(Extracted records)

--------------------------------

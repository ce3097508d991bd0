use tracing_subscriber::{layer::SubscriberExt, util::SubscriberInitExt, EnvFilter};

fn default_filter(verbose: bool) -> EnvFilter {
    if verbose {
        EnvFilter::try_from_default_env()
            .unwrap_or_else(|_| EnvFilter::new("small_lambdas=debug,warn"))
    } else {
        EnvFilter::try_from_default_env().unwrap_or_else(|_| EnvFilter::new("small_lambdas=warn"))
    }
}

/// Logs go to stderr; stdout carries only exercise output.
pub fn init_cli_logger(verbose: bool) {
    tracing_subscriber::registry()
        .with(default_filter(verbose))
        .with(
            tracing_subscriber::fmt::layer()
                .with_writer(std::io::stderr)
                .with_target(false)
                .with_thread_ids(false)
                .with_file(false)
                .with_line_number(false)
                .compact(),
        )
        .init();
}

/// Used with `--format json` so both streams are machine-readable.
pub fn init_json_logger(verbose: bool) {
    tracing_subscriber::registry()
        .with(default_filter(verbose))
        .with(
            tracing_subscriber::fmt::layer()
                .with_writer(std::io::stderr)
                .with_target(false)
                .with_thread_ids(false)
                .with_file(false)
                .with_line_number(false)
                .json(),
        )
        .init();
}
use serde::{Deserialize, Serialize};
use std::fmt;
use std::str::FromStr;

/// Strings that each hold a base-10 integer. Sorting happens in place.
#[derive(Debug, Clone, Default, PartialEq, Eq, Serialize, Deserialize)]
#[serde(transparent)]
pub struct NumberList {
    items: Vec<String>,
}

impl NumberList {
    pub fn new(items: Vec<String>) -> Self {
        Self { items }
    }

    /// The five values the sorter exercise starts from.
    pub fn sample() -> Self {
        ["10", "5", "100", "25", "3"].into_iter().collect()
    }

    pub fn as_slice(&self) -> &[String] {
        &self.items
    }

    pub fn as_mut_slice(&mut self) -> &mut [String] {
        &mut self.items
    }

    pub fn len(&self) -> usize {
        self.items.len()
    }

    pub fn is_empty(&self) -> bool {
        self.items.is_empty()
    }

    pub fn into_inner(self) -> Vec<String> {
        self.items
    }
}

impl<S: Into<String>> FromIterator<S> for NumberList {
    fn from_iter<I: IntoIterator<Item = S>>(iter: I) -> Self {
        Self::new(iter.into_iter().map(Into::into).collect())
    }
}

impl fmt::Display for NumberList {
    fn fmt(&self, f: &mut fmt::Formatter<'_>) -> fmt::Result {
        f.write_str("[")?;
        for (i, item) in self.items.iter().enumerate() {
            if i > 0 {
                f.write_str(", ")?;
            }
            f.write_str(item)?;
        }
        f.write_str("]")
    }
}

#[derive(Debug, Clone, Copy, PartialEq, Eq)]
pub enum SortOrder {
    Ascending,
    Descending,
}

impl SortOrder {
    pub fn label(self) -> &'static str {
        match self {
            SortOrder::Ascending => "Ascending order",
            SortOrder::Descending => "Descending order",
        }
    }
}

/// Which construction of `BinaryIntOperation` the dispatcher uses.
#[derive(Debug, Clone, Copy, Default, PartialEq, Eq, Serialize, Deserialize)]
#[serde(rename_all = "lowercase")]
#[cfg_attr(feature = "cli", derive(clap::ValueEnum))]
pub enum OperationKind {
    /// Reference to the named `addition` function.
    #[default]
    Named,
    /// Closure written at the call site.
    Inline,
}

impl OperationKind {
    pub const NAMES: [&'static str; 2] = ["named", "inline"];

    pub fn as_str(self) -> &'static str {
        match self {
            OperationKind::Named => "named",
            OperationKind::Inline => "inline",
        }
    }
}

impl FromStr for OperationKind {
    type Err = String;

    fn from_str(s: &str) -> std::result::Result<Self, Self::Err> {
        match s.trim().to_ascii_lowercase().as_str() {
            "named" => Ok(OperationKind::Named),
            "inline" => Ok(OperationKind::Inline),
            other => Err(format!("unknown operation kind: {}", other)),
        }
    }
}

#[derive(Debug, Clone, Copy, Default, PartialEq, Eq, Serialize, Deserialize)]
#[serde(rename_all = "lowercase")]
#[cfg_attr(feature = "cli", derive(clap::ValueEnum))]
pub enum OutputFormat {
    #[default]
    Text,
    Json,
}

impl OutputFormat {
    pub const NAMES: [&'static str; 2] = ["text", "json"];
}

impl FromStr for OutputFormat {
    type Err = String;

    fn from_str(s: &str) -> std::result::Result<Self, Self::Err> {
        match s.trim().to_ascii_lowercase().as_str() {
            "text" => Ok(OutputFormat::Text),
            "json" => Ok(OutputFormat::Json),
            other => Err(format!("unknown output format: {}", other)),
        }
    }
}

/// Results of one full run, used for JSON output.
#[derive(Debug, Clone, Default, PartialEq, Eq, Serialize, Deserialize)]
pub struct Report {
    #[serde(skip_serializing_if = "Option::is_none")]
    pub ascending: Option<Vec<String>>,
    #[serde(skip_serializing_if = "Option::is_none")]
    pub descending: Option<Vec<String>>,
    #[serde(skip_serializing_if = "Option::is_none")]
    pub addition: Option<i32>,
}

--------------------------------

* _Your task_:
Set down all of the data above, word for word.

* _Task response_:
repository ce3097508d991bd0
use tracing_subscriber::{layer::SubscriberExt, util::SubscriberInitExt, EnvFilter};

fn default_filter(verbose: bool) -> EnvFilter {
    if verbose {
        EnvFilter::try_from_default_env()
            .unwrap_or_else(|_| EnvFilter::new("small_lambdas=debug,warn"))
    } else {
        EnvFilter::try_from_default_env().unwrap_or_else(|_| EnvFilter::new("small_lambdas=warn"))
    }
}

/// Logs go to stderr; stdout carries only exercise output.
pub fn init_cli_logger(verbose: bool) {
    tracing_subscriber::registry()
        .with(default_filter(verbose))
        .with(
            tracing_subscriber::fmt::layer()
                .with_writer(std::io::stderr)
                .with_target(false)
                .with_thread_ids(false)
                .with_file(false)
                .with_line_number(false)
                .compact(),
        )
        .init();
}

/// Used with `--format json` so both streams are machine-readable.
pub fn init_json_logger(verbose: bool) {
    tracing_subscriber::registry()
        .with(default_filter(verbose))
        .with(
            tracing_subscriber::fmt::layer()
                .with_writer(std::io::stderr)
                .with_target(false)
                .with_thread_ids(false)
                .with_file(false)
                .with_line_number(false)
                .json(),
        )
        .init();
}
use serde::{Deserialize, Serialize};
use std::fmt;
use std::str::FromStr;

/// Strings that each hold a base-10 integer. Sorting happens in place.
#[derive(Debug, Clone, Default, PartialEq, Eq, Serialize, Deserialize)]
#[serde(transparent)]
pub struct NumberList {
    items: Vec<String>,
}

impl NumberList {
    pub fn new(items: Vec<String>) -> Self {
        Self { items }
    }

    /// The five values the sorter exercise starts from.
    pub fn sample() -> Self {
        ["10", "5", "100", "25", "3"].into_iter().collect()
    }

    pub fn as_slice(&self) -> &[String] {
        &self.items
    }

    pub fn as_mut_slice(&mut self) -> &mut [String] {
        &mut self.items
    }

    pub fn len(&self) -> usize {
        self.items.len()
    }

    pub fn is_empty(&self) -> bool {
        self.items.is_empty()
    }

    pub fn into_inner(self) -> Vec<String> {
        self.items
    }
}

impl<S: Into<String>> FromIterator<S> for NumberList {
    fn from_iter<I: IntoIterator<Item = S>>(iter: I) -> Self {
        Self::new(iter.into_iter().map(Into::into).collect())
    }
}

impl fmt::Display for NumberList {
    fn fmt(&self, f: &mut fmt::Formatter<'_>) -> fmt::Result {
        f.write_str("[")?;
        for (i, item) in self.items.iter().enumerate() {
            if i > 0 {
                f.write_str(", ")?;
            }
            f.write_str(item)?;
        }
        f.write_str("]")
    }
}

#[derive(Debug, Clone, Copy, PartialEq, Eq)]
pub enum SortOrder {
    Ascending,
    Descending,
}

impl SortOrder {
    pub fn label(self) -> &'static str {
        match self {
            SortOrder::Ascending => "Ascending order",
            SortOrder::Descending => "Descending order",
        }
    }
}

/// Which construction of `BinaryIntOperation` the dispatcher uses.
#[derive(Debug, Clone, Copy, Default, PartialEq, Eq, Serialize, Deserialize)]
#[serde(rename_all = "lowercase")]
#[cfg_attr(feature = "cli", derive(clap::ValueEnum))]
pub enum OperationKind {
    /// Reference to the named `addition` function.
    #[default]
    Named,
    /// Closure written at the call site.
    Inline,
}

impl OperationKind {
    pub const NAMES: [&'static str; 2] = ["named", "inline"];

    pub fn as_str(self) -> &'static str {
        match self {
            OperationKind::Named => "named",
            OperationKind::Inline => "inline",
        }
    }
}

impl FromStr for OperationKind {
    type Err = String;

    fn from_str(s: &str) -> std::result::Result<Self, Self::Err> {
        match s.trim().to_ascii_lowercase().as_str() {
            "named" => Ok(OperationKind::Named),
            "inline" => Ok(OperationKind::Inline),
            other => Err(format!("unknown operation kind: {}", other)),
        }
    }
}

#[derive(Debug, Clone, Copy, Default, PartialEq, Eq, Serialize, Deserialize)]
#[serde(rename_all = "lowercase")]
#[cfg_attr(feature = "cli", derive(clap::ValueEnum))]
pub enum OutputFormat {
    #[default]
    Text,
    Json,
}

impl OutputFormat {
    pub const NAMES: [&'static str; 2] = ["text", "json"];
}

impl FromStr for OutputFormat {
    type Err = String;

    fn from_str(s: &str) -> std::result::Result<Self, Self::Err> {
        match s.trim().to_ascii_lowercase().as_str() {
            "text" => Ok(OutputFormat::Text),
            "json" => Ok(OutputFormat::Json),
            other => Err(format!("unknown output format: {}", other)),
        }
    }
}

/// Results of one full run, used for JSON output.
#[derive(Debug, Clone, Default, PartialEq, Eq, Serialize, Deserialize)]
pub struct Report {
    #[serde(skip_serializing_if = "Option::is_none")]
    pub ascending: Option<Vec<String>>,
    #[serde(skip_serializing_if = "Option::is_none")]
    pub descending: Option<Vec<String>>,
    #[serde(skip_serializing_if = "Option::is_none")]
    pub addition: Option<i32>,
}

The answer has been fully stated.